Task requirements
Please return the whole listing exactly.

Task input
//! Named constructors, one per standard HTTP 4xx/5xx status.
//!
//! Every constructor is a zero-decision delegation into the normalization
//! core. The 4xx family is a mechanical table, declared through a macro the
//! same way a status catalog would be written out by hand; 401 gets its own
//! treatment for the `WWW-Authenticate` challenge, and the 5xx family routes
//! through [`Detail`] so an underlying cause keeps its identity on the error
//! chain while plain context data rides along as `data`.

use crate::challenge::{self, Challenge};
use crate::{BoxError, Normalizer, RestError, Violation, WWW_AUTHENTICATE};
use serde_json::Value;

/// Context accepted by the 5xx constructors: either caller data to attach,
/// or the underlying cause of the failure.
///
/// The explicit split replaces a runtime "is this value an error?" check:
/// a [`Detail::Cause`] is wrapped (preserved on the source chain), while
/// [`Detail::Data`] is attached to a fresh error as context.
#[derive(Debug)]
pub enum Detail {
    /// Arbitrary context, stored as the error's `data`.
    Data(Value),
    /// The underlying failure; routed through the wrap path.
    Cause(BoxError),
}

impl Detail {
    /// Attach caller context.
    pub fn data(value: Value) -> Self {
        Self::Data(value)
    }

    /// Treat `err` as the underlying cause.
    pub fn cause<E>(err: E) -> Self
    where
        E: Into<BoxError>,
    {
        Self::Cause(err.into())
    }
}

macro_rules! client_errors {
    ($( $(#[$meta:meta])* $name:ident => $code:literal ),+ $(,)?) => {
        impl Normalizer {
            $(
                $(#[$meta])*
                pub fn $name(&self, message: Option<&str>, data: Option<Value>) -> RestError {
                    self.create($code, message, data)
                }
            )+
        }
    };
}

client_errors! {
    /// 400 Bad Request.
    bad_request => 400,
    /// 403 Forbidden.
    forbidden => 403,
    /// 404 Not Found.
    not_found => 404,
    /// 405 Method Not Allowed.
    method_not_allowed => 405,
    /// 406 Not Acceptable.
    not_acceptable => 406,
    /// 407 Proxy Authentication Required.
    proxy_auth_required => 407,
    /// 408 Request Timeout.
    client_timeout => 408,
    /// 409 Conflict.
    conflict => 409,
    /// 410 Gone.
    resource_gone => 410,
    /// 411 Length Required.
    length_required => 411,
    /// 412 Precondition Failed.
    precondition_failed => 412,
    /// 413 Payload Too Large.
    entity_too_large => 413,
    /// 414 URI Too Long.
    uri_too_long => 414,
    /// 415 Unsupported Media Type.
    unsupported_media_type => 415,
    /// 416 Range Not Satisfiable.
    range_not_satisfiable => 416,
    /// 417 Expectation Failed.
    expectation_failed => 417,
    /// 422 Unprocessable Entity.
    bad_data => 422,
    /// 429 Too Many Requests.
    too_many_requests => 429,
}

// ============================================================================
// 401 Unauthorized
// ============================================================================

impl Normalizer {
    /// 401 Unauthorized with no challenge header.
    pub fn unauthorized(&self, message: Option<&str>) -> RestError {
        self.create(401, message, None)
    }

    /// 401 Unauthorized carrying a `WWW-Authenticate` challenge.
    ///
    /// For a named-scheme challenge with no (or an empty) message, the error
    /// is flagged as missing credentials and the header carries no `error`
    /// attribute. Observers are notified once, after the header and flag are
    /// attached.
    ///
    /// # Panics
    ///
    /// Panics if an attribute value or the message contains characters that
    /// cannot appear in a quoted header attribute. Use
    /// [`try_unauthorized_with`](Self::try_unauthorized_with) to handle the
    /// violation instead.
    pub fn unauthorized_with(&self, message: Option<&str>, challenge: Challenge) -> RestError {
        match self.try_unauthorized_with(message, challenge) {
            Ok(err) => err,
            Err(violation) => panic!("{violation}"),
        }
    }

    /// Checked twin of [`unauthorized_with`](Self::unauthorized_with).
    ///
    /// # Errors
    ///
    /// Returns [`Violation::BadAttributeValue`] when an attribute value or
    /// the message fails header-attribute escaping.
    pub fn try_unauthorized_with(
        &self,
        message: Option<&str>,
        challenge: Challenge,
    ) -> Result<RestError, Violation> {
        let built = challenge::build(&challenge, message)?;

        // 401 is always in range.
        let mut err = self.create_inner(401, message, None)?;
        err.set_header(WWW_AUTHENTICATE, built.header_value);
        if built.missing_credentials {
            err.set_missing_credentials(true);
        }

        self.notify(&err);
        Ok(err)
    }
}

// ============================================================================
// 5xx Server Errors
// ============================================================================

impl Normalizer {
    fn server_error(&self, status_code: u16, message: Option<&str>, detail: Option<Detail>) -> RestError {
        // Catalog statuses are all in range; violations cannot occur here.
        let result = match detail {
            Some(Detail::Cause(cause)) => self.wrap_inner(cause, status_code, message),
            Some(Detail::Data(value)) => self.create_inner(status_code, message, Some(value)),
            None => self.create_inner(status_code, message, None),
        };
        result.unwrap_or_else(|violation| panic!("{violation}"))
    }

    /// 500 Internal Server Error.
    ///
    /// A [`Detail::Cause`] is wrapped, keeping the cause on the error chain
    /// and composing `"<message>: <cause message>"`; the payload still only
    /// ever shows the fixed internal-error string.
    pub fn internal(&self, message: Option<&str>, detail: Option<Detail>) -> RestError {
        let err = self.server_error(500, message, detail);
        self.notify(&err);
        err
    }

    /// 500 flagged as a developer error: the server broke its own contract
    /// (bad argument from an internal caller, impossible state, etc.).
    pub fn bad_implementation(&self, message: Option<&str>, detail: Option<Detail>) -> RestError {
        let mut err = self.server_error(500, message, detail);
        err.set_developer_error();
        self.notify(&err);
        err
    }

    /// 501 Not Implemented.
    pub fn not_implemented(&self, message: Option<&str>, detail: Option<Detail>) -> RestError {
        let err = self.server_error(501, message, detail);
        self.notify(&err);
        err
    }

    /// 502 Bad Gateway.
    pub fn bad_gateway(&self, message: Option<&str>, detail: Option<Detail>) -> RestError {
        let err = self.server_error(502, message, detail);
        self.notify(&err);
        err
    }

    /// 503 Service Unavailable.
    pub fn server_timeout(&self, message: Option<&str>, detail: Option<Detail>) -> RestError {
        let err = self.server_error(503, message, detail);
        self.notify(&err);
        err
    }

    /// 504 Gateway Timeout.
    pub fn gateway_timeout(&self, message: Option<&str>, detail: Option<Detail>) -> RestError {
        let err = self.server_error(504, message, detail);
        self.notify(&err);
        err
    }
}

Answer to the exercise
//! Named constructors, one per standard HTTP 4xx/5xx status.
//!
//! Every constructor is a zero-decision delegation into the normalization
//! core. The 4xx family is a mechanical table, declared through a macro the
//! same way a status catalog would be written out by hand; 401 gets its own
//! treatment for the `WWW-Authenticate` challenge, and the 5xx family routes
//! through [`Detail`] so an underlying cause keeps its identity on the error
//! chain while plain context data rides along as `data`.

use crate::challenge::{self, Challenge};
use crate::{BoxError, Normalizer, RestError, Violation, WWW_AUTHENTICATE};
use serde_json::Value;

/// Context accepted by the 5xx constructors: either caller data to attach,
/// or the underlying cause of the failure.
///
/// The explicit split replaces a runtime "is this value an error?" check:
/// a [`Detail::Cause`] is wrapped (preserved on the source chain), while
/// [`Detail::Data`] is attached to a fresh error as context.
#[derive(Debug)]
pub enum Detail {
    /// Arbitrary context, stored as the error's `data`.
    Data(Value),
    /// The underlying failure; routed through the wrap path.
    Cause(BoxError),
}

impl Detail {
    /// Attach caller context.
    pub fn data(value: Value) -> Self {
        Self::Data(value)
    }

    /// Treat `err` as the underlying cause.
    pub fn cause<E>(err: E) -> Self
    where
        E: Into<BoxError>,
    {
        Self::Cause(err.into())
    }
}

macro_rules! client_errors {
    ($( $(#[$meta:meta])* $name:ident => $code:literal ),+ $(,)?) => {
        impl Normalizer {
            $(
                $(#[$meta])*
                pub fn $name(&self, message: Option<&str>, data: Option<Value>) -> RestError {
                    self.create($code, message, data)
                }
            )+
        }
    };
}

client_errors! {
    /// 400 Bad Request.
    bad_request => 400,
    /// 403 Forbidden.
    forbidden => 403,
    /// 404 Not Found.
    not_found => 404,
    /// 405 Method Not Allowed.
    method_not_allowed => 405,
    /// 406 Not Acceptable.
    not_acceptable => 406,
    /// 407 Proxy Authentication Required.
    proxy_auth_required => 407,
    /// 408 Request Timeout.
    client_timeout => 408,
    /// 409 Conflict.
    conflict => 409,
    /// 410 Gone.
    resource_gone => 410,
    /// 411 Length Required.
    length_required => 411,
    /// 412 Precondition Failed.
    precondition_failed => 412,
    /// 413 Payload Too Large.
    entity_too_large => 413,
    /// 414 URI Too Long.
    uri_too_long => 414,
    /// 415 Unsupported Media Type.
    unsupported_media_type => 415,
    /// 416 Range Not Satisfiable.
    range_not_satisfiable => 416,
    /// 417 Expectation Failed.
    expectation_failed => 417,
    /// 422 Unprocessable Entity.
    bad_data => 422,
    /// 429 Too Many Requests.
    too_many_requests => 429,
}

// ============================================================================
// 401 Unauthorized
// ============================================================================

impl Normalizer {
    /// 401 Unauthorized with no challenge header.
    pub fn unauthorized(&self, message: Option<&str>) -> RestError {
        self.create(401, message, None)
    }

    /// 401 Unauthorized carrying a `WWW-Authenticate` challenge.
    ///
    /// For a named-scheme challenge with no (or an empty) message, the error
    /// is flagged as missing credentials and the header carries no `error`
    /// attribute. Observers are notified once, after the header and flag are
    /// attached.
    ///
    /// # Panics
    ///
    /// Panics if an attribute value or the message contains characters that
    /// cannot appear in a quoted header attribute. Use
    /// [`try_unauthorized_with`](Self::try_unauthorized_with) to handle the
    /// violation instead.
    pub fn unauthorized_with(&self, message: Option<&str>, challenge: Challenge) -> RestError {
        match self.try_unauthorized_with(message, challenge) {
            Ok(err) => err,
            Err(violation) => panic!("{violation}"),
        }
    }

    /// Checked twin of [`unauthorized_with`](Self::unauthorized_with).
    ///
    /// # Errors
    ///
    /// Returns [`Violation::BadAttributeValue`] when an attribute value or
    /// the message fails header-attribute escaping.
    pub fn try_unauthorized_with(
        &self,
        message: Option<&str>,
        challenge: Challenge,
    ) -> Result<RestError, Violation> {
        let built = challenge::build(&challenge, message)?;

        // 401 is always in range.
        let mut err = self.create_inner(401, message, None)?;
        err.set_header(WWW_AUTHENTICATE, built.header_value);
        if built.missing_credentials {
            err.set_missing_credentials(true);
        }

        self.notify(&err);
        Ok(err)
    }
}

// ============================================================================
// 5xx Server Errors
// ============================================================================

impl Normalizer {
    fn server_error(&self, status_code: u16, message: Option<&str>, detail: Option<Detail>) -> RestError {
        // Catalog statuses are all in range; violations cannot occur here.
        let result = match detail {
            Some(Detail::Cause(cause)) => self.wrap_inner(cause, status_code, message),
            Some(Detail::Data(value)) => self.create_inner(status_code, message, Some(value)),
            None => self.create_inner(status_code, message, None),
        };
        result.unwrap_or_else(|violation| panic!("{violation}"))
    }

    /// 500 Internal Server Error.
    ///
    /// A [`Detail::Cause`] is wrapped, keeping the cause on the error chain
    /// and composing `"<message>: <cause message>"`; the payload still only
    /// ever shows the fixed internal-error string.
    pub fn internal(&self, message: Option<&str>, detail: Option<Detail>) -> RestError {
        let err = self.server_error(500, message, detail);
        self.notify(&err);
        err
    }

    /// 500 flagged as a developer error: the server broke its own contract
    /// (bad argument from an internal caller, impossible state, etc.).
    pub fn bad_implementation(&self, message: Option<&str>, detail: Option<Detail>) -> RestError {
        let mut err = self.server_error(500, message, detail);
        err.set_developer_error();
        self.notify(&err);
        err
    }

    /// 501 Not Implemented.
    pub fn not_implemented(&self, message: Option<&str>, detail: Option<Detail>) -> RestError {
        let err = self.server_error(501, message, detail);
        self.notify(&err);
        err
    }

    /// 502 Bad Gateway.
    pub fn bad_gateway(&self, message: Option<&str>, detail: Option<Detail>) -> RestError {
        let err = self.server_error(502, message, detail);
        self.notify(&err);
        err
    }

    /// 503 Service Unavailable.
    pub fn server_timeout(&self, message: Option<&str>, detail: Option<Detail>) -> RestError {
        let err = self.server_error(503, message, detail);
        self.notify(&err);
        err
    }

    /// 504 Gateway Timeout.
    pub fn gateway_timeout(&self, message: Option<&str>, detail: Option<Detail>) -> RestError {
        let err = self.server_error(504, message, detail);
        self.notify(&err);
        err
    }
}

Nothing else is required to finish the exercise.